Naturally, this has become a major topic of discussion on the internet. One way that internet users are engaging in this conversation is by sharing their shopping lists from several years past and comparing them to the shopping lists of today, often finding that their new grocery receipts are markedly higher than their typical 2020 bill.
In a video with over 453,000 views, TikTok user Kay (@kaypal7) uses the Walmart app to see a 2020 shopping list. The total after tax came out to $161.18. After recreating the list to the best of her ability, the new post-tax total was $205.52—an increase of around 27.5%
This price increase significantly outpaces inflation. If the original price were to follow the Bureau of Labor Statistics’ inflation calculator, the price would be just $189.30.

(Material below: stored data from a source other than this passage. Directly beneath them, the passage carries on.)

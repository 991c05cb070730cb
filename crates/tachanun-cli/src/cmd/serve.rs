use anyhow::Context;
use tachanun_core::config::Config;
use std::path::Path;

pub fn run(
    config_path: &Path,
    host: Option<&str>,
    port: Option<u16>,
    open_browser: bool,
) -> anyhow::Result<()> {
    let config = Config::load(config_path).context("failed to load config")?;
    let host = host.unwrap_or(config.server.host.as_str()).to_string();
    let port = port.unwrap_or(config.server.port);

    let rt = tokio::runtime::Runtime::new()?;
    rt.block_on(async move {
        let listener = tokio::net::TcpListener::bind((host.as_str(), port))
            .await
            .with_context(|| format!("failed to bind {host}:{port}"))?;

        tokio::select! {
            res = tachanun_server::serve_on(listener, open_browser) => res,
            _ = tokio::signal::ctrl_c() => {
                tracing::info!("shutting down");
                Ok(())
            }
        }
    })
}
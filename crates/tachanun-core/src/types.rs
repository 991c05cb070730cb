use serde::{Deserialize, Serialize};
use std::fmt;

// ---------------------------------------------------------------------------
// Weekday
// ---------------------------------------------------------------------------

/// Day of the week. The ordinal is Sunday = 0 through Saturday = 6, matching
/// the Hebrew naming where Sunday is "יום א'" (the first day).
#[derive(Debug, Clone, Copy, PartialEq, Eq, Hash, PartialOrd, Ord, Serialize, Deserialize)]
#[serde(rename_all = "snake_case")]
pub enum Weekday {
    Sunday,
    Monday,
    Tuesday,
    Wednesday,
    Thursday,
    Friday,
    Saturday,
}

impl Weekday {
    pub fn all() -> &'static [Weekday] {
        &[
            Weekday::Sunday,
            Weekday::Monday,
            Weekday::Tuesday,
            Weekday::Wednesday,
            Weekday::Thursday,
            Weekday::Friday,
            Weekday::Saturday,
        ]
    }

    pub fn index(self) -> usize {
        self as usize
    }

    /// Weekday for a given ordinal (Sunday = 0). Wraps modulo 7.
    pub fn from_index(i: usize) -> Weekday {
        Weekday::all()[i % 7]
    }

    pub fn as_str(self) -> &'static str {
        match self {
            Weekday::Sunday => "Sunday",
            Weekday::Monday => "Monday",
            Weekday::Tuesday => "Tuesday",
            Weekday::Wednesday => "Wednesday",
            Weekday::Thursday => "Thursday",
            Weekday::Friday => "Friday",
            Weekday::Saturday => "Saturday",
        }
    }
}

impl From<chrono::Weekday> for Weekday {
    fn from(w: chrono::Weekday) -> Self {
        Weekday::from_index(w.num_days_from_sunday() as usize)
    }
}

impl fmt::Display for Weekday {
    fn fmt(&self, f: &mut fmt::Formatter<'_>) -> fmt::Result {
        f.write_str(self.as_str())
    }
}

// ---------------------------------------------------------------------------
// HebrewMonth
// ---------------------------------------------------------------------------

/// The thirteen named Hebrew months, in civil-year order starting at Tishrei.
///
/// A common year has a single Adar, represented as [`HebrewMonth::AdarII`]
/// so that Purim always falls on Adar II 14. [`HebrewMonth::AdarI`] exists
/// only in leap years.
#[derive(Debug, Clone, Copy, PartialEq, Eq, Hash, PartialOrd, Ord, Serialize, Deserialize)]
#[serde(rename_all = "snake_case")]
pub enum HebrewMonth {
    Tishrei,
    Cheshvan,
    Kislev,
    Tevet,
    Shevat,
    AdarI,
    AdarII,
    Nisan,
    Iyar,
    Sivan,
    Tamuz,
    Av,
    Elul,
}

impl HebrewMonth {
    pub fn all() -> &'static [HebrewMonth] {
        &[
            HebrewMonth::Tishrei,
            HebrewMonth::Cheshvan,
            HebrewMonth::Kislev,
            HebrewMonth::Tevet,
            HebrewMonth::Shevat,
            HebrewMonth::AdarI,
            HebrewMonth::AdarII,
            HebrewMonth::Nisan,
            HebrewMonth::Iyar,
            HebrewMonth::Sivan,
            HebrewMonth::Tamuz,
            HebrewMonth::Av,
            HebrewMonth::Elul,
        ]
    }

    /// Months of `year` in order, skipping Adar I in a common year.
    pub fn in_year(leap: bool) -> impl Iterator<Item = HebrewMonth> {
        HebrewMonth::all()
            .iter()
            .copied()
            .filter(move |m| leap || *m != HebrewMonth::AdarI)
    }

    pub fn as_str(self) -> &'static str {
        match self {
            HebrewMonth::Tishrei => "tishrei",
            HebrewMonth::Cheshvan => "cheshvan",
            HebrewMonth::Kislev => "kislev",
            HebrewMonth::Tevet => "tevet",
            HebrewMonth::Shevat => "shevat",
            HebrewMonth::AdarI => "adar_i",
            HebrewMonth::AdarII => "adar_ii",
            HebrewMonth::Nisan => "nisan",
            HebrewMonth::Iyar => "iyar",
            HebrewMonth::Sivan => "sivan",
            HebrewMonth::Tamuz => "tamuz",
            HebrewMonth::Av => "av",
            HebrewMonth::Elul => "elul",
        }
    }
}

impl fmt::Display for HebrewMonth {
    fn fmt(&self, f: &mut fmt::Formatter<'_>) -> fmt::Result {
        f.write_str(self.as_str())
    }
}

#[cfg(test)]
mod tests {
    use super::*;

    #[test]
    fn weekday_ordinal_is_sunday_first() {
        assert_eq!(Weekday::Sunday.index(), 0);
        assert_eq!(Weekday::Saturday.index(), 6);
        assert_eq!(Weekday::from_index(7), Weekday::Sunday);
    }

    #[test]
    fn weekday_from_chrono() {
        assert_eq!(Weekday::from(chrono::Weekday::Sun), Weekday::Sunday);
        assert_eq!(Weekday::from(chrono::Weekday::Mon), Weekday::Monday);
        assert_eq!(Weekday::from(chrono::Weekday::Sat), Weekday::Saturday);
    }

    #[test]
    fn common_year_skips_adar_i() {
        assert_eq!(HebrewMonth::in_year(false).count(), 12);
        assert_eq!(HebrewMonth::in_year(true).count(), 13);
        assert!(!HebrewMonth::in_year(false).any(|m| m == HebrewMonth::AdarI));
    }
}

@kaypal7 #greenscreenvideo #greenscreen #inflation2022 #inflation2023 #politics #shrinkflation #poverty #finance #povertyfinance #teacher #workingclass #richmennorthofrichmond #makeotmakesense #poor #teachers #teacherlife ♬ original sound – Kay Pal
“That’s 44 extra dollars that I’m spending which, if you take into account that I go shopping once a week, that’s about $170 a month that I wasn’t spending before, which would have bought me an entire week’s worth of groceries back in 2020,” Kay says. “That’s a lot of money for a teacher. That’s a lot of money for a lot of people.”

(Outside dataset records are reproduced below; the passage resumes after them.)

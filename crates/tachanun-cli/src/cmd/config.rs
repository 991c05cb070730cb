use crate::output::print_json;
use anyhow::Context;
use clap::Subcommand;
use tachanun_core::config::{Config, WarnLevel};
use std::path::Path;

// ---------------------------------------------------------------------------
// Subcommand types
// ---------------------------------------------------------------------------

#[derive(Subcommand)]
pub enum ConfigSubcommand {
    /// Print the effective configuration
    Show,

    /// Validate the config for common mistakes
    Validate,

    /// Write a config file with default values (refuses to overwrite)
    Init,
}

// ---------------------------------------------------------------------------
// Entry point
// ---------------------------------------------------------------------------

pub fn run(path: &Path, subcmd: ConfigSubcommand, json: bool) -> anyhow::Result<()> {
    match subcmd {
        ConfigSubcommand::Show => show(path, json),
        ConfigSubcommand::Validate => validate(path, json),
        ConfigSubcommand::Init => init(path),
    }
}

fn show(path: &Path, json: bool) -> anyhow::Result<()> {
    let config = Config::load(path).context("failed to load config")?;
    if json {
        print_json(&config)?;
    } else {
        println!("server.host:   {}", config.server.host);
        println!("server.port:   {}", config.server.port);
        println!("upcoming.days: {}", config.upcoming.days);
    }
    Ok(())
}

fn validate(path: &Path, json: bool) -> anyhow::Result<()> {
    let config = Config::load(path).context("failed to load config")?;
    let warnings = config.validate();

    if json {
        let value = serde_json::json!({
            "warnings": warnings,
        });
        print_json(&value)?;
    } else if warnings.is_empty() {
        println!("Config is valid. No warnings.");
    } else {
        for w in &warnings {
            let prefix = match w.level {
                WarnLevel::Warning => "warning",
                WarnLevel::Error => "error",
            };
            println!("[{prefix}] {}", w.message);
        }
    }

    if warnings.iter().any(|w| w.level == WarnLevel::Error) {
        anyhow::bail!("config validation found errors");
    }

    Ok(())
}

fn init(path: &Path) -> anyhow::Result<()> {
    if path.exists() {
        anyhow::bail!("{} already exists", path.display());
    }
    Config::default()
        .save(path)
        .with_context(|| format!("failed to write {}", path.display()))?;
    println!("Wrote {}", path.display());
    Ok(())
}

To conclude her video, Kay says, “If you’ve been feeling like your money hasn’t been going as far and your dollar’s not stretching the way it used to, it’s not just you. It really is.”
This video sparked outrage amongst commenters, who were quick to share their own stories of high prices.
Some called out “shrinkflation,” the act of reducing the size of a package while maintaining or increasing the price.
“Plus packages are smaller too so it’s even worse,” wrote a user.
Others simply complained about increasing costs of living and the failure of employers to pay wages that keep up with these costs.
“We spend almost $300 a week on groceries and household items. it used to be half that,” explained a commenter. “It’s just nuts out here!!”
“And I only get paid $1 more than I did in 2020,” summarized another.